Camping forces you to cast the urgency from your daily routine, to slow down, to become not just an observer of nature, but a participant. Even in the modest luxury of a pop-up camper - which is one giant step above sleeping on the ground - camping strips away your brick-and-cement cocoon. It gives you a direct kinship to the wind and rain, the sun and trees, the clouds and wildlife, even the insects. And the wood thrush.

We had intended to get up early the next morning, but nothing like the wood thrush had in mind. The bird became our alarm clock at daylight, its lovely song penetrating the canvas walls of our camper to jump-start our day.

The busy bird doubtlessly was declaring his whereabouts to his mate in an area so thick with mature trees that sound was a better means of communication than sight. It was a most delightful way to be awakened, even better than the aroma of coffee brewing over a wood fire.

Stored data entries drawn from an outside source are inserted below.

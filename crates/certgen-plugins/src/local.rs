//! Built-in `local` plugin: copies rendered documents into a folder

use std::collections::HashSet;
use std::fs;
use std::path::{Path, PathBuf};

use certgen_model::{ConfigFields, FieldRequirement, Settings};
use tracing::debug;

use crate::plugin::{OutputPlugin, PluginContext, PluginReport};

pub const OUTPUT_FOLDER: &str = "output_folder";
pub const OUTPUT_FILENAME_COL: &str = "output_filename_col";

#[derive(Debug, Default, Clone, Copy)]
pub struct LocalPlugin;

impl LocalPlugin {
    pub fn new() -> Self {
        Self
    }

    /// Target file name for record `index`
    ///
    /// Uses the value of `column` when the dataset has it and the cell is
    /// not blank, otherwise the 1-based record number.
    fn file_name(ctx: &PluginContext, index: usize, column: Option<&str>) -> String {
        let named = column
            .and_then(|col| ctx.dataset.cell(index, col))
            .map(sanitize_filename::sanitize)
            .filter(|name| !name.trim().is_empty());

        match named {
            Some(name) if name.to_ascii_lowercase().ends_with(".pdf") => name,
            Some(name) => format!("{}.pdf", name),
            None => format!("{}.pdf", index + 1),
        }
    }

    /// Reserve `name` in `taken`, suffixing the record number on collision
    fn claim(taken: &mut HashSet<String>, name: String, index: usize) -> (String, bool) {
        if taken.insert(name.to_lowercase()) {
            return (name, false);
        }

        // file_name always ends in an ASCII ".pdf"
        let stem = &name[..name.len() - 4];
        let mut candidate = format!("{}-{}.pdf", stem, index + 1);
        let mut attempt = 2;
        while !taken.insert(candidate.to_lowercase()) {
            candidate = format!("{}-{}-{}.pdf", stem, index + 1, attempt);
            attempt += 1;
        }
        (candidate, true)
    }

    /// Copy every artifact, returning how many were renamed to stay unique
    fn copy_all(
        ctx: &PluginContext,
        folder: &Path,
        column: Option<&str>,
    ) -> std::io::Result<usize> {
        fs::create_dir_all(folder)?;
        let mut taken = HashSet::new();
        let mut renamed = 0;
        for artifact in &ctx.artifacts {
            let name = Self::file_name(ctx, artifact.record, column);
            let (name, suffixed) = Self::claim(&mut taken, name, artifact.record);
            if suffixed {
                renamed += 1;
            }
            let target = folder.join(name);
            debug!(from = %artifact.path.display(), to = %target.display(), "copying document");
            fs::copy(&artifact.path, target)?;
        }
        Ok(renamed)
    }
}

impl OutputPlugin for LocalPlugin {
    fn required_fields(&self) -> ConfigFields {
        ConfigFields::from([
            (OUTPUT_FOLDER.to_string(), FieldRequirement::Required),
            (OUTPUT_FILENAME_COL.to_string(), FieldRequirement::Optional),
        ])
    }

    fn run(&self, settings: &Settings, ctx: &PluginContext) -> PluginReport {
        let Some(folder) = settings.get(OUTPUT_FOLDER).and_then(|v| v.as_str()) else {
            return PluginReport::failure(format!("Setting '{}' must be a string.", OUTPUT_FOLDER));
        };
        let folder = PathBuf::from(folder);

        let column = settings.get(OUTPUT_FILENAME_COL).and_then(|v| v.as_str());
        let unknown_column = column.filter(|col| ctx.dataset.column_index(col).is_none());

        let renamed = match Self::copy_all(ctx, &folder, column) {
            Ok(renamed) => renamed,
            Err(e) => {
                return PluginReport::failure(format!(
                    "Error copying PDFs to output folder. Error: {}",
                    e
                ))
            }
        };

        let mut message = format!("Copied {} PDF(s) to {}", ctx.artifacts.len(), folder.display());
        if renamed > 0 {
            message.push_str(&format!(
                "; {} renamed with the record number to avoid duplicate names",
                renamed
            ));
        }

        match unknown_column {
            Some(col) => PluginReport::warning(format!(
                "{}, but column '{}' was not found; files are numbered.",
                message, col
            )),
            None => PluginReport::success(format!("{}.", message)),
        }
    }
}
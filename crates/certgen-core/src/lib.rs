//! certgen-core - Batch certificate generation
//!
//! The [`Orchestrator`] renders one document per recipient record through a
//! [`certgen_pdf::DocumentRenderer`], then passes the rendered documents to
//! the output plugins of a [`certgen_plugins::OutputManager`].
//!
//! # Example
//!
//! ```ignore
//! use certgen_core::{Orchestrator, OrchestratorConfig};
//! use certgen_pdf::TypstRenderer;
//! use certgen_plugins::OutputManager;
//!
//! let orchestrator = Orchestrator::new(
//!     TypstRenderer::new(),
//!     OutputManager::new(),
//!     OrchestratorConfig::default(),
//! );
//! let status = orchestrator
//!     .generate(Path::new("certificate.typ"), dataset, &requests, extras)
//!     .await;
//! println!("{}: {}", status.status, status.message);
//! ```

mod config;
mod error;
mod orchestrator;

pub use config::{OrchestratorConfig, DEFAULT_RENDER_TIMEOUT};
pub use error::OrchestratorError;
pub use orchestrator::Orchestrator;

/// Crate version
pub const VERSION: &str = env!("CARGO_PKG_VERSION");
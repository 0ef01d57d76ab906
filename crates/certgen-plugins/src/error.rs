//! Error types for plugin loading and execution

use std::path::PathBuf;

use thiserror::Error;

/// Result type for plugin operations
pub type Result<T> = std::result::Result<T, PluginError>;

/// Errors that can occur while loading or running plugins
#[derive(Debug, Error)]
pub enum PluginError {
    /// The configured plugins directory does not exist
    #[error("Plugins directory not found: {}", .0.display())]
    DirNotFound(PathBuf),

    /// Script compilation failed
    #[error("Script compilation error: {0}")]
    CompileError(String),

    /// The script does not satisfy the plugin contract
    #[error("Invalid plugin contract: {0}")]
    InvalidContract(String),

    /// Script execution failed
    #[error("Script execution error: {0}")]
    ExecutionError(String),

    /// Script `run` did not return a status map
    #[error("Plugin must return a map with a 'status' of success, warning or failure")]
    InvalidReturnType,

    /// IO error
    #[error("IO error: {0}")]
    Io(#[from] std::io::Error),
}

After breakfast, we filled our sun shower with water until it looked like a pregnant groundhog, then placed the solar device in a clearing where it would catch every golden ray from heaven. Often in the evening you jump back from a sun shower because the water is bracing cold. But not when the days' highs hover near 90. This time we jumped back even more vigorously because the water was too hot.

At dusk of the second day, the wood thrush sang again, but well down the ridge from us.

Had our arrival, our little hooverville, degraded this scenic neighborhood to the point that the bird felt it necessary to relocate?

The fact that he could be viewing us as spoilers bothered me. I could understand his move had we converted the woods to cropland or pasture, as is happening in the tropical forest where he winters. Or if we'd built a subdivision or power line or parking lot or highway.

But we had wanted nothing more than to share his oaks for a few days, to breathe the air he breathes, to view the same beauty, to hear the rustle of the same wind, to see the forest bathed in moonlight that is the color of dogwood blossoms, maybe to pluck some black raspberries from the same vines running wild along the edge of the woods. He could have all of the insects for himself.

The next evening he was back, his cascade of sounds even closer and louder, so near that we wondered why we couldn't catch sight of his plump, spotted breast. Once again, when he grew quiet at full darkness the bullfrog of the night shift took over. The moon came up, and we slept a deep sleep that came from the sense of belonging, of being accepted, of having an alarm clock you delight to hear even if time really doesn't count for much.